Die zweite Massnahme, nämlich die Senkung der Leistungen in Relation zum Lohn, soll allerdings nur umgesetzt werden, falls der Genfer Grosse Rat eine Rekapitalisierung der Kasse mit 5 Mrd. Fr. ablehnt. Eine entsprechende Gesetzesinitiative der Genfer Regierung soll dem Kantonsparlament im September vorgelegt werden. Falls die Rekapitalisierung vom Grossen Rat gutgeheissen wird, könnte der ab dem Jahr 2052 für öffentlichrechtliche Kassen geltende Deckungsgrad von 80% innerhalb kurzer Zeit erreicht werden, ist Decor überzeugt. Gleichzeitig würde bei der CPEG auch der Systemwechsel von einem Leistungsprimat im Umlageverfahren zum Kapitaldeckungsverfahren in Angriff genommen.

Aussenstehende Beobachter sehen die Lage durchaus kritisch. Die Schieflage der Genfer Pensionskasse sei vor allem auf die Tatsache zurückzuführen, dass den Angestellten während der Boomjahre Ruhestandsregelungen angeboten worden seien, die langfristig nicht finanzierbar gewesen seien. Dies erklärt Jean Rémy Roulet, Direktor der Caisse paritaire de prévoyance de l’Industrie et de la Construction und ASIP-Präsident. Der Kanton Genf habe zudem während der 1980er und der 1990er Jahre den Personalbestand weiter aufgestockt, obwohl eigentlich ein Einstellungsstopp gegolten habe.
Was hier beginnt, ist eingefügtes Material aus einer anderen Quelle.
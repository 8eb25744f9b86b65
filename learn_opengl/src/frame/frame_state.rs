/// SandboxState: camera, render settings and timing for one window.
///
/// Update and render are split so the driver decides when to present.
/// Toggles fire on the press edge only: the snapshot from the previous
/// `update` is kept and compared against the new one.

use glam::Vec4;

use crate::camera::{CameraController, ProjectionMode};
use crate::config::SandboxConfig;
use crate::device::{GraphicsDevice, PolygonMode};
use crate::input::{Buttons, InputSnapshot};
use crate::scene::SceneLayout;
use crate::shader::ShaderProgram;
use super::frame_timer::FrameTimer;

const SOURCE: &str = "lgl::SandboxState";

/// Texture unit sampled by `tex`
pub const TEXTURE_UNIT_0: i32 = 0;
/// Texture unit sampled by `tex2`
pub const TEXTURE_UNIT_1: i32 = 1;

/// Rasterization toggles
#[derive(Debug, Clone, Copy, Default, PartialEq, Eq)]
pub struct RenderSettings {
    pub wireframe: bool,
}

impl RenderSettings {
    pub fn polygon_mode(&self) -> PolygonMode {
        if self.wireframe {
            PolygonMode::Line
        } else {
            PolygonMode::Fill
        }
    }
}

/// What one `update` changed
#[derive(Debug, Clone, Copy, Default, PartialEq)]
pub struct FrameUpdate {
    /// Seconds since the previous frame
    pub delta: f32,
    pub wireframe_toggled: bool,
    pub projection_toggled: bool,
    pub orientation_changed: bool,
    /// New field of view, when the scroll changed it
    pub fov: Option<f32>,
    pub close_requested: bool,
}

/// Per-window frame state
#[derive(Debug, Clone)]
pub struct SandboxState {
    camera: CameraController,
    settings: RenderSettings,
    timer: FrameTimer,
    scene: SceneLayout,
    previous: InputSnapshot,
    close_requested: bool,
    clear_color: [f32; 4],
    tint: Vec4,
    index_count: u32,
    verbose: bool,
}

impl SandboxState {
    pub fn new(config: &SandboxConfig) -> Self {
        Self {
            camera: CameraController::new(&config.camera, config.width, config.height),
            settings: RenderSettings::default(),
            timer: FrameTimer::new(),
            scene: SceneLayout::new(config.animation),
            previous: InputSnapshot::default(),
            close_requested: false,
            clear_color: config.clear_color,
            tint: config.tint,
            index_count: config.index_count,
            verbose: config.verbose,
        }
    }

    // ===== FRAME =====

    /// Advance one frame with this frame's input sampled at `now` seconds
    pub fn update<D: GraphicsDevice>(
        &mut self,
        device: &mut D,
        input: &InputSnapshot,
        now: f32,
    ) -> FrameUpdate {
        let delta = self.timer.tick(now);
        let mut update = FrameUpdate { delta, ..FrameUpdate::default() };

        if input.is_held(Buttons::CLOSE) && !self.close_requested {
            self.close_requested = true;
            crate::lgl_debug!(SOURCE, "Close requested");
        }
        update.close_requested = self.close_requested;

        if input.just_pressed(&self.previous, Buttons::WIREFRAME) {
            self.settings.wireframe = !self.settings.wireframe;
            device.set_polygon_mode(self.settings.polygon_mode());
            self.report_toggle("Wireframe", self.settings.wireframe);
            update.wireframe_toggled = true;
        }

        if self.camera.apply_movement(input, &self.previous, delta) {
            let perspective = self.camera.projection_mode() == ProjectionMode::Perspective;
            self.report_toggle("Perspective", perspective);
            update.projection_toggled = true;
        }

        update.orientation_changed =
            self.camera.apply_look(input.pointer_delta, input.is_held(Buttons::ROTATE));
        update.fov = self.camera.apply_scroll(input.scroll_delta);

        self.previous = *input;
        update
    }

    /// Track a framebuffer resize. Zero sizes (minimized) keep the old
    /// aspect but still reach the viewport.
    pub fn resize<D: GraphicsDevice>(&mut self, device: &mut D, width: u32, height: u32) {
        self.camera.resize(width, height);
        device.set_viewport(width, height);

        if self.verbose {
            crate::lgl_debug!(SOURCE, "Resized to ({}, {})", width, height);
        } else {
            crate::lgl_trace!(SOURCE, "Resized to ({}, {})", width, height);
        }
    }

    /// Draw the scene at `time` seconds with `program`
    pub fn render<D: GraphicsDevice>(
        &self,
        device: &mut D,
        program: &mut ShaderProgram<D>,
        time: f32,
    ) {
        device.clear(self.clear_color);

        program.activate(device);
        program.set_uniform(device, "tex", TEXTURE_UNIT_0);
        program.set_uniform(device, "tex2", TEXTURE_UNIT_1);
        program.set_uniform(device, "prog_color", self.tint);
        program.set_uniform(device, "view", self.camera.view_matrix());
        program.set_uniform(device, "projection", self.camera.projection_matrix());

        for model in self.scene.model_matrices(time) {
            program.set_uniform(device, "model", model);
            device.draw_indexed(self.index_count);
        }
    }

    fn report_toggle(&self, name: &str, value: bool) {
        let state = if value { "ON" } else { "OFF" };
        if self.verbose {
            crate::lgl_info!(SOURCE, "{}: {}", name, state);
        } else {
            crate::lgl_trace!(SOURCE, "{}: {}", name, state);
        }
    }

    // ===== ACCESSORS =====

    pub fn camera(&self) -> &CameraController {
        &self.camera
    }

    pub fn camera_mut(&mut self) -> &mut CameraController {
        &mut self.camera
    }

    pub fn settings(&self) -> RenderSettings {
        self.settings
    }

    pub fn scene(&self) -> &SceneLayout {
        &self.scene
    }

    pub fn scene_mut(&mut self) -> &mut SceneLayout {
        &mut self.scene
    }

    pub fn timer(&self) -> &FrameTimer {
        &self.timer
    }

    pub fn previous_input(&self) -> &InputSnapshot {
        &self.previous
    }

    pub fn close_requested(&self) -> bool {
        self.close_requested
    }

    /// Ask the driver to leave the loop after this frame
    pub fn request_close(&mut self) {
        self.close_requested = true;
    }
}

#[cfg(test)]
#[path = "frame_state_tests.rs"]
mod tests;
Die Exzesse in den Boomjahren sind nach Einschätzung von andern Kennern der Pensionskassen aber nicht nur auf Fehleinschätzungen der damaligen Verantwortlichen zurückzuführen. Sie gehen auch darauf zurück, dass der Kanton Mitarbeiter über attraktive Sozialleistungen an sich binden wollte. Zudem waren die Beamtengewerkschaften in Genf immer stark gewesen.